Quella Gorgone, che da creatura terribile munita di zanne e grugno minaccioso diventa una bellissima donna, è la stessa trasformazione a cui sono sottoposte le streghe durante la persecuzione cinquecentesca: la bruttezza disinnescata di Medusa significa che qualsiasi donna potrebbe essere un mostro, così come ogni donna potrebbe essere in realtà una strega… non ci sono elementi evidenti che ne segnalino la pericolosità.
I confini delle donne. I mostri sono segnali culturali che indicano il confine tra ciò che è normale e quel che non lo é: se sei mostro, non sei normale. Più le regole che descrivono la normalità, e cosa ci si attende da essa, diventano rigide, più è semplice deviare da questo standard (storicamente alle donne è stato richiesto -in senso più o meno figurato- di non parlare. E una donna che esprime le proprie opinioni ancora oggi appare meno opportuna di un uomo). La storia umana c’insegna che questi confini si sono adattati alle richieste della società e per secoli, nei racconti, le donne sono state mostri e i mostri sono state donne; oppure le donne sono state streghe e le streghe sono state donne. Al di là del confine è facile vedere i limiti che vengono imposti (= quando mancano i diritti è facile accorgersi che qualcuno è trattato meglio di te), forse per questo le streghe sono state messe a tacere? Per non spifferare a tutti la libertà che esiste oltre le maglie sociali spezzate?!

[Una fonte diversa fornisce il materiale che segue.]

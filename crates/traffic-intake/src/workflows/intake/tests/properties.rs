use proptest::prelude::*;

use super::common::*;
use crate::workflows::intake::catalog;
use crate::workflows::intake::domain::{FormState, RoadwayClass};
use crate::workflows::intake::pricing::calculate;
use crate::workflows::intake::wizard::derive_state;

fn catalog_item() -> impl Strategy<Value = &'static str> {
    (0..catalog::entries().len()).prop_map(|index| catalog::entries()[index].name)
}

fn roadway() -> impl Strategy<Value = Option<RoadwayClass>> {
    prop_oneof![
        Just(None),
        Just(Some(RoadwayClass::Residential)),
        Just(Some(RoadwayClass::CityLocal)),
        Just(Some(RoadwayClass::StateHighway)),
    ]
}

proptest! {
    #[test]
    fn pricing_is_repeatable(
        items in proptest::collection::btree_map(catalog_item(), 0u32..500, 0..12),
        flaggers in 0u32..10,
        hours in 4u32..24,
    ) {
        let state = FormState {
            catalog_quantities: items
                .into_iter()
                .map(|(item, quantity)| (item.to_string(), quantity))
                .collect(),
            needs_flaggers: true,
            num_flaggers: flaggers,
            flagger_hours: hours,
            ..FormState::default()
        };
        prop_assert_eq!(calculate(&state), calculate(&state));
    }

    #[test]
    fn equipment_cost_never_drops_when_quantity_grows(
        item in catalog_item(),
        base in 0u32..1_000,
        extra in 0u32..1_000,
    ) {
        let smaller = FormState {
            catalog_quantities: quantities(&[(item, base)]),
            ..FormState::default()
        };
        let larger = FormState {
            catalog_quantities: quantities(&[(item, base + extra)]),
            ..FormState::default()
        };
        prop_assert!(calculate(&smaller).equipment_cost <= calculate(&larger).equipment_cost);
    }

    #[test]
    fn labor_cost_never_drops_when_staffing_grows(
        flaggers in 0u32..20,
        hours in 4u32..24,
        more_flaggers in 0u32..5,
        more_hours in 0u32..5,
    ) {
        let base = FormState {
            needs_flaggers: true,
            num_flaggers: flaggers,
            flagger_hours: hours,
            ..FormState::default()
        };
        let grown = FormState {
            num_flaggers: flaggers + more_flaggers,
            flagger_hours: hours + more_hours,
            ..base.clone()
        };
        prop_assert!(calculate(&base).labor_cost <= calculate(&grown).labor_cost);
    }

    #[test]
    fn forcing_holds_unless_policy_accepted(
        is_intersection in any::<bool>(),
        has_signal in any::<bool>(),
        one_lane in any::<bool>(),
        roadway_class in roadway(),
        num_flaggers in 0u32..6,
        num_utc in 0u32..3,
        policy_accepted in any::<bool>(),
        bypass in any::<bool>(),
    ) {
        let configuration = if one_lane {
            set_of(&[flagging_option().as_str()])
        } else {
            set_of(&[shoulder_option().as_str()])
        };
        let state = FormState {
            is_intersection,
            has_traffic_signal: has_signal,
            configuration,
            roadway_class,
            num_flaggers,
            num_utc,
            labor_policy_accepted: policy_accepted,
            flagger_hours: 0,
            ..FormState::default()
        };

        let derived = derive_state(&state, bypass);
        prop_assert!(derived.flagger_hours >= 4);
        prop_assert_eq!(derive_state(&derived, bypass), derived.clone());

        if !policy_accepted || bypass {
            if is_intersection {
                prop_assert!(derived.needs_utc && derived.num_utc >= 1);
                prop_assert!(derived.needs_flaggers && derived.num_flaggers >= 1);
            }
            if is_intersection && has_signal {
                prop_assert!(derived.needs_utc && derived.num_utc >= 1);
            }
            if is_intersection && !has_signal {
                prop_assert!(derived.needs_flaggers && derived.num_flaggers >= 3);
            }
            if one_lane {
                prop_assert!(derived.needs_flaggers && derived.num_flaggers >= 2);
            }
            prop_assert!(derived.num_flaggers >= num_flaggers);
        } else {
            prop_assert_eq!(derived.num_flaggers, num_flaggers);
            prop_assert_eq!(derived.num_utc, num_utc);
        }
    }
}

Il controllo del corpo. La conversione del mostro in creatura femminile trova una straordinaria similitudine nel tema del controllo del corpo delle donne durante la Caccia alle streghe (o meglio, si rende qui molto più evidente). Quando agli onori della cronaca balzano notizie di redivivo patriarcato, mediamente si inorridisce dicendo: “È tornato il Medioevo”. Sì e no: in realtà la condizione di sfruttamento femminile, così per come la intendiamo oggi, è figlia del capitalismo che affonda le sue radici nel periodo storico successivo al Medioevo. Quando la borghesia si fa strada nella storia dell’Europa, una delle sue preoccupazioni è ottenere il massimo profitto al minimo costo: serve manodopera, tanta, e quella può essere procurata dagli schiavi del Nuovo mondo o dalle suddite del Vecchio. Come rendere le proprie cittadine della macchine sforna-lavoratori? Andando a colpire le categorie femminili che più godevano di libertà e indipendenza. Non solo nella categoria della stregoneria finiscono i mestieri che più hanno a che fare con il corpo, la salute e la riproduzione (levatrici, prostitute, erboriste), ma s’insinua nell’altra metà della popolazione -quella maschile- la paura e il sospetto per queste donne infide e pericolose, che non danno segno della loro pericolosità fin quando non è troppo tardi e il loro potere si è manifestato (uccidendo persone, inquinando acque, affatturando cose). Ecco come la paura permise di controllare le donne attraverso il loro corpo: il mostro divenne una donna e questa divenne una strega.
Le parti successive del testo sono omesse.